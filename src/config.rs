use std::net::SocketAddr;
use std::path::PathBuf;
use std::time::Duration;

use crate::error::{PullWorkerError, Result};

/// Default wall-clock limit for a single execution.
pub const DEFAULT_EXECUTION_TIMEOUT: Duration = Duration::from_secs(60 * 60);

/// Slack added on top of the execution timeout when the visibility window is
/// derived rather than configured explicitly.
pub const DEFAULT_VISIBILITY_MARGIN: Duration = Duration::from_secs(10 * 60);

pub const DEFAULT_CONTINUE_MINUTES: i64 = 10;

/// Visibility window used when none is configured: the execution timeout plus
/// [`DEFAULT_VISIBILITY_MARGIN`].
pub fn derived_visibility_window(timeout: Duration) -> Result<Duration> {
    timeout.checked_add(DEFAULT_VISIBILITY_MARGIN).ok_or_else(|| {
        PullWorkerError::InvalidConfig(format!(
            "execution timeout ({timeout:?}) is too large to derive a visibility window"
        ))
    })
}

/// Configuration for the external command each job runs.
#[derive(Debug, Clone)]
pub struct ExecutorConfig {
    /// Program to spawn (looked up on `PATH` when not absolute)
    pub program: String,
    /// Arguments placed before the generated flags, e.g. a wrapper script
    pub program_args: Vec<String>,
    /// Hard deadline for one execution
    pub timeout: Duration,
}

impl Default for ExecutorConfig {
    fn default() -> Self {
        Self {
            program: "claude".to_string(),
            program_args: Vec::new(),
            timeout: DEFAULT_EXECUTION_TIMEOUT,
        }
    }
}

/// What the worker does with a failed execution.
#[derive(Debug, Clone, Copy, PartialEq, Eq, Default)]
pub enum RetryPolicy {
    /// Every failure is terminal; `retry_count` is left untouched.
    #[default]
    Never,
    /// Put the job back to pending while `retry_count < max_retries`.
    UpToMaxRetries,
}

#[derive(Debug, Clone)]
pub struct WorkerConfig {
    pub poll_interval: Duration,
    /// How long a claim stays invisible to other workers. There is no lease
    /// renewal while a job runs, so this must outlast the execution timeout.
    pub visibility_window: Duration,
    pub retry_policy: RetryPolicy,
    /// Continuation window used when a job carries no positive value of its own
    pub default_continue_minutes: i64,
    /// How long shutdown waits for in-flight notifications
    pub notification_grace: Duration,
}

impl Default for WorkerConfig {
    fn default() -> Self {
        Self {
            poll_interval: Duration::from_secs(1),
            visibility_window: DEFAULT_EXECUTION_TIMEOUT + DEFAULT_VISIBILITY_MARGIN,
            retry_policy: RetryPolicy::Never,
            default_continue_minutes: DEFAULT_CONTINUE_MINUTES,
            notification_grace: Duration::from_secs(5),
        }
    }
}

#[derive(Debug, Clone)]
pub struct ServerConfig {
    pub database_path: PathBuf,
    pub listen_addr: SocketAddr,
    pub executor: ExecutorConfig,
    pub worker: WorkerConfig,
}

impl Default for ServerConfig {
    fn default() -> Self {
        Self {
            database_path: PathBuf::from("pull-worker.db"),
            listen_addr: SocketAddr::from(([0, 0, 0, 0], 8081)),
            executor: ExecutorConfig::default(),
            worker: WorkerConfig::default(),
        }
    }
}

impl ServerConfig {
    /// Reject configurations under which a running job could be reclaimed by
    /// a second worker before its own deadline fires.
    pub fn validate(&self) -> Result<()> {
        if self.executor.timeout.is_zero() {
            return Err(PullWorkerError::InvalidConfig(
                "execution timeout must be greater than zero".to_string(),
            ));
        }
        if self.worker.poll_interval.is_zero() {
            return Err(PullWorkerError::InvalidConfig(
                "poll interval must be greater than zero".to_string(),
            ));
        }
        if self.worker.visibility_window <= self.executor.timeout {
            return Err(PullWorkerError::InvalidConfig(format!(
                "visibility window ({:?}) must be strictly greater than the execution timeout ({:?})",
                self.worker.visibility_window, self.executor.timeout
            )));
        }
        if self.executor.program.trim().is_empty() {
            return Err(PullWorkerError::InvalidConfig(
                "executor program must not be empty".to_string(),
            ));
        }
        Ok(())
    }
}
// =============================================================================
// Server Arguments
// =============================================================================

#[derive(Parser, Debug)]
struct ServeArgs {
    /// SQLite database file
    #[arg(long, env = "DATABASE_PATH", default_value = "pull-worker.db")]
    database: PathBuf,

    /// Address to bind
    #[arg(long, env = "HOST", default_value = "0.0.0.0")]
    host: String,

    /// Port for the HTTP server
    #[arg(long, env = "PORT", default_value = "8081")]
    port: u16,

    /// Program to run for each job
    #[arg(long, env = "CLAUDE_PATH", default_value = "claude")]
    program: String,

    /// Execution timeout in seconds
    #[arg(long, env = "EXECUTION_TIMEOUT_SECS", default_value = "3600")]
    timeout_secs: u64,

    /// Claim visibility window in seconds (default: timeout + 600)
    #[arg(long, env = "VISIBILITY_WINDOW_SECS")]
    visibility_secs: Option<u64>,

    /// Poll interval in milliseconds
    #[arg(long, env = "POLL_INTERVAL_MS", default_value = "1000")]
    poll_interval_ms: u64,

    /// Continuation window in minutes for jobs that set none
    #[arg(long, env = "DEFAULT_CONTINUE_MINUTES", default_value = "10")]
    continue_minutes: i64,

    /// Requeue failed jobs until their max_retries is reached
    #[arg(long, env = "RETRY_FAILED")]
    retry_failed: bool,
}

// =============================================================================
// Local Admin Arguments (shared by job, webhook, notify and stats)
// =============================================================================

#[derive(Parser, Debug)]
struct DbArgs {
    /// SQLite database file
    #[arg(long, env = "DATABASE_PATH", default_value = "pull-worker.db")]
    database: PathBuf,

    /// Output format
    #[arg(long, short = 'o', default_value = "table")]
    output: OutputFormat,
}

#[derive(Debug, Clone, ValueEnum)]
enum OutputFormat {
    Table,
    Json,
}

#[derive(clap::Subcommand, Debug)]
enum JobCommands {
    /// Enqueue a prompt for a webhook
    Submit {
        /// Webhook ID
        #[arg(long)]
        webhook: String,

        /// Lower runs first
        #[arg(long, default_value = "0")]
        priority: i64,

        /// The prompt to run
        prompt: String,
    },
    /// Show a single job
    Status {
        /// The job ID
        job_id: i64,
    },
    /// List recent jobs for a webhook
    List {
        /// Webhook ID
        #[arg(long)]
        webhook: String,

        /// Number of jobs to show
        #[arg(long, default_value = "50")]
        limit: i64,
    },
}

#[derive(clap::Subcommand, Debug)]
enum WebhookCommands {
    /// Create or replace a webhook
    Add(WebhookAddArgs),
    /// Show a webhook
    Show {
        /// Webhook ID
        id: String,
    },
}

#[derive(Parser, Debug)]
struct WebhookAddArgs {
    /// Webhook ID (used in /webhooks/<id>)
    id: String,

    /// Display name
    #[arg(long)]
    name: String,

    #[arg(long)]
    description: Option<String>,

    /// Working directory for the command
    #[arg(long)]
    working_dir: Option<String>,

    /// Comma-separated allowed tools
    #[arg(long)]
    allowed_tools: Option<String>,

    /// Comma-separated disallowed tools
    #[arg(long)]
    disallowed_tools: Option<String>,

    #[arg(long)]
    system_prompt: Option<String>,

    #[arg(long)]
    append_system_prompt: Option<String>,

    #[arg(long)]
    max_turns: Option<i64>,

    #[arg(long)]
    max_thinking_tokens: Option<i64>,

    /// "allow" or "ask"
    #[arg(long)]
    permission_mode: Option<String>,

    #[arg(long)]
    permission_prompt_tool: Option<String>,

    #[arg(long)]
    model: Option<String>,

    #[arg(long)]
    fallback_model: Option<String>,

    /// MCP server configuration (JSON)
    #[arg(long)]
    mcp_config: Option<String>,

    /// Continue the previous session when it ran recently
    #[arg(long)]
    enable_continue: bool,

    #[arg(long, default_value = "10")]
    continue_minutes: i64,

    /// Discord webhook URL for completion notifications
    #[arg(long)]
    discord_url: Option<String>,

    /// Create the webhook disabled
    #[arg(long)]
    inactive: bool,
}

#[derive(clap::Subcommand, Debug)]
enum NotifyCommands {
    /// Set the notification config used by webhooks without their own
    SetDefault {
        /// Discord webhook URL
        #[arg(long)]
        discord_url: String,
    },
}

// =============================================================================
// JSON Output Types
// =============================================================================

#[derive(Serialize)]
struct JobSubmitOutput {
    job_id: i64,
    webhook_id: String,
}

#[derive(Serialize)]
struct StatsOutput {
    webhook_id: String,
    total_executions: i64,
    successful_executions: i64,
    success_rate: f64,
    avg_execution_time_ms: f64,
}

// =============================================================================
// Server Implementation
// =============================================================================

async fn run_server(args: ServeArgs) -> Result<(), Box<dyn std::error::Error>> {
    // Initialize logging
    tracing_subscriber::fmt()
        .with_env_filter(
            EnvFilter::try_from_default_env().unwrap_or_else(|_| EnvFilter::new("info")),
        )
        .init();

    let listen_addr: SocketAddr = format!("{}:{}", args.host, args.port).parse()?;
    let timeout = Duration::from_secs(args.timeout_secs);
    let visibility_window = match args.visibility_secs {
        Some(secs) => Duration::from_secs(secs),
        None => derived_visibility_window(timeout)?,
    };

    let config = ServerConfig {
        database_path: args.database,
        listen_addr,
        executor: ExecutorConfig {
            program: args.program,
            timeout,
            ..ExecutorConfig::default()
        },
        worker: WorkerConfig {
            poll_interval: Duration::from_millis(args.poll_interval_ms),
            visibility_window,
            retry_policy: if args.retry_failed {
                RetryPolicy::UpToMaxRetries
            } else {
                RetryPolicy::Never
            },
            default_continue_minutes: args.continue_minutes,
            ..WorkerConfig::default()
        },
    };

    tracing::info!(
        listen_addr = %config.listen_addr,
        database = %config.database_path.display(),
        "Starting pull-worker"
    );

    let shutdown = install_shutdown_handler();
    let server = Server::open(config).await?;
    server.run(shutdown).await?;
    Ok(())
}

// =============================================================================
// Local Command Handlers
// =============================================================================

fn print_job(job: &Job) {
    println!("Job ID:       {}", job.id);
    println!("Webhook:      {}", job.webhook_id);
    println!("Status:       {}", job.status);
    println!("Priority:     {}", job.priority);
    println!("Retries:      {}/{}", job.retry_count, job.max_retries);
    println!("Created:      {}", job.created_at.to_rfc3339());
    if let Some(started) = job.started_at {
        println!("Started:      {}", started.to_rfc3339());
    }
    if let Some(completed) = job.completed_at {
        println!("Completed:    {}", completed.to_rfc3339());
    }
    if let Some(ms) = job.execution_time_ms {
        println!("Duration:     {:.2}s", ms as f64 / 1000.0);
    }
    if let Some(ref worker) = job.worker_id {
        println!("Worker:       {}", worker);
    }
    println!("Prompt:");
    for line in job.prompt.lines() {
        println!("  {}", line);
    }
    if let Some(ref response) = job.response {
        println!("Response:");
        for line in response.lines() {
            println!("  {}", line);
        }
    }
    if let Some(ref error) = job.error_message {
        println!("Error:");
        for line in error.lines() {
            println!("  {}", line);
        }
    }
}

async fn handle_job(
    queue: &JobQueue,
    command: JobCommands,
    output_format: &OutputFormat,
) -> Result<(), Box<dyn std::error::Error>> {
    match command {
        JobCommands::Submit {
            webhook,
            priority,
            prompt,
        } => {
            let hook = queue.get_webhook(&webhook).await?;
            if !hook.is_active {
                return Err(format!("webhook {} is inactive", webhook).into());
            }
            let job_id = queue.enqueue(&hook.new_job(prompt, priority, None)).await?;
            match output_format {
                OutputFormat::Json => {
                    let output = JobSubmitOutput {
                        job_id,
                        webhook_id: webhook,
                    };
                    println!("{}", serde_json::to_string_pretty(&output)?);
                }
                OutputFormat::Table => {
                    println!("Job submitted successfully!");
                    println!("Job ID: {}", job_id);
                }
            }
        }
        JobCommands::Status { job_id } => {
            let job = queue.get_job(job_id).await?;
            match output_format {
                OutputFormat::Json => println!("{}", serde_json::to_string_pretty(&job)?),
                OutputFormat::Table => print_job(&job),
            }
        }
        JobCommands::List { webhook, limit } => {
            let jobs = queue.list_jobs_by_webhook(&webhook, limit.max(1)).await?;
            match output_format {
                OutputFormat::Json => println!("{}", serde_json::to_string_pretty(&jobs)?),
                OutputFormat::Table => {
                    if jobs.is_empty() {
                        println!("No jobs found.");
                    } else {
                        println!(
                            "{:<8} {:<12} {:<8} {:<26} PROMPT",
                            "JOB ID", "STATUS", "PRIO", "CREATED"
                        );
                        println!("{}", "-".repeat(90));
                        for job in &jobs {
                            let prompt: String = job.prompt.chars().take(40).collect();
                            let prompt = if job.prompt.chars().count() > 40 {
                                format!("{}...", prompt)
                            } else {
                                prompt
                            };
                            println!(
                                "{:<8} {:<12} {:<8} {:<26} {}",
                                job.id,
                                job.status.to_string(),
                                job.priority,
                                job.created_at.format("%Y-%m-%d %H:%M:%S UTC"),
                                prompt.replace('\n', " ")
                            );
                        }
                    }
                }
            }
        }
    }
    Ok(())
}
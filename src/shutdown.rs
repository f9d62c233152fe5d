use tokio::signal::unix::{signal, SignalKind};
use tokio_util::sync::CancellationToken;

/// Install a shutdown handler that listens for SIGTERM and SIGINT.
///
/// Returns a `CancellationToken` that is cancelled when either signal is received.
/// The HTTP server, the worker loop and any running command all watch it.
pub fn install_shutdown_handler() -> CancellationToken {
    let token = CancellationToken::new();
    let token_clone = token.clone();

    tokio::spawn(async move {
        let (mut sigterm, mut sigint) = match (
            signal(SignalKind::terminate()),
            signal(SignalKind::interrupt()),
        ) {
            (Ok(term), Ok(int)) => (term, int),
            (Err(e), _) | (_, Err(e)) => {
                tracing::error!(error = %e, "Failed to install signal handlers, falling back to ctrl-c");
                if let Err(e) = tokio::signal::ctrl_c().await {
                    tracing::error!(error = %e, "Failed to listen for ctrl-c");
                    return;
                }
                tracing::info!("Received ctrl-c, initiating graceful shutdown");
                token_clone.cancel();
                return;
            }
        };

        tokio::select! {
            _ = sigterm.recv() => {
                tracing::info!("Received SIGTERM, initiating graceful shutdown");
            }
            _ = sigint.recv() => {
                tracing::info!("Received SIGINT, initiating graceful shutdown");
            }
        }

        token_clone.cancel();
    });

    token
}
use std::sync::Arc;

use signature_catalog::{Catalog, Detection, Verdict};
use tracing::warn;

use crate::input::{FieldSource, InspectionInput};

/// The first field that failed inspection.
#[derive(Debug, Clone, PartialEq, Eq)]
pub struct FieldFinding {
    pub source: FieldSource,
    pub name: String,
    pub detection: Detection,
}

/// Admit/reject decision for whole requests.
///
/// Holds a shared, read-only [`Catalog`]; cloning an `Inspector` is cheap
/// and every method takes `&self`.
#[derive(Debug, Clone)]
pub struct Inspector {
    catalog: Arc<Catalog>,
}

impl Inspector {
    pub fn new(catalog: Arc<Catalog>) -> Self {
        Self { catalog }
    }

    pub fn catalog(&self) -> &Catalog {
        &self.catalog
    }

    /// Classify every field of the request and return the first rejection,
    /// or [`Verdict::Clean`] when every value is clean.
    pub fn inspect(&self, input: &InspectionInput) -> Verdict {
        match self.find_first(input) {
            Some(finding) => Verdict::Rejected(finding.detection),
            None => Verdict::Clean,
        }
    }

    /// Like [`inspect`](Self::inspect) but also reports which field was
    /// rejected.  Scanning stops at the first rejected field.
    pub fn find_first(&self, input: &InspectionInput) -> Option<FieldFinding> {
        input.iter().find_map(|field| match self.catalog.classify(&field.value) {
            Verdict::Clean => None,
            Verdict::Rejected(detection) => {
                warn!(
                    source = %field.source,
                    field = %field.name,
                    category = %detection.category,
                    rule = %detection.rule,
                    value_len = field.value.len(),
                    "attack signature detected"
                );
                Some(FieldFinding {
                    source: field.source,
                    name: field.name.clone(),
                    detection,
                })
            }
        })
    }
}
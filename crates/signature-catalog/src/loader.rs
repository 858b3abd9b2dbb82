use std::collections::HashSet;
use std::path::Path;

use anyhow::{bail, Context, Result};

use crate::patterns::SIGNATURES;
use crate::schema::RuleSet;

/// Load a [`RuleSet`] from a YAML file on disk.
///
/// Validates the rule set after deserialization (version check, unique and
/// non-empty rule names, non-empty patterns).
pub fn load_rule_set(path: impl AsRef<Path>) -> Result<RuleSet> {
    let path = path.as_ref();
    let contents = std::fs::read_to_string(path)
        .with_context(|| format!("failed to read rule file: {}", path.display()))?;
    load_rule_set_from_str(&contents)
        .with_context(|| format!("failed to parse rule file: {}", path.display()))
}

/// Parse and validate a [`RuleSet`] from a YAML string.
pub fn load_rule_set_from_str(yaml: &str) -> Result<RuleSet> {
    let rules: RuleSet = serde_yml::from_str(yaml).context("YAML deserialization failed")?;
    validate(&rules)?;
    Ok(rules)
}

fn validate(rules: &RuleSet) -> Result<()> {
    if rules.version != "1.0" {
        bail!(
            "unsupported rule file version '{}'; only '1.0' is supported",
            rules.version
        );
    }

    // File rules share a namespace with the built-ins they extend.
    let mut seen: HashSet<&str> = HashSet::new();
    if rules.extend_builtin {
        seen.extend(SIGNATURES.iter().map(|s| s.name));
    }

    for rule in &rules.rules {
        if rule.name.is_empty() {
            bail!("rule name must not be empty");
        }
        if rule.pattern.is_empty() {
            bail!("rule '{}' has an empty pattern", rule.name);
        }
        if !seen.insert(rule.name.as_str()) {
            bail!("duplicate rule name: '{}'", rule.name);
        }
    }

    Ok(())
}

EXERCISE BRIEF - Please copy, without any change, the lines of the material from the first through the one containing "than configured explicitly.". Write nothing else.

TASK ANSWER -
filename src/config.rs
use std::net::SocketAddr;
use std::path::PathBuf;
use std::time::Duration;

use crate::error::{PullWorkerError, Result};

/// Default wall-clock limit for a single execution.
pub const DEFAULT_EXECUTION_TIMEOUT: Duration = Duration::from_secs(60 * 60);

/// Slack added on top of the execution timeout when the visibility window is
/// derived rather than configured explicitly.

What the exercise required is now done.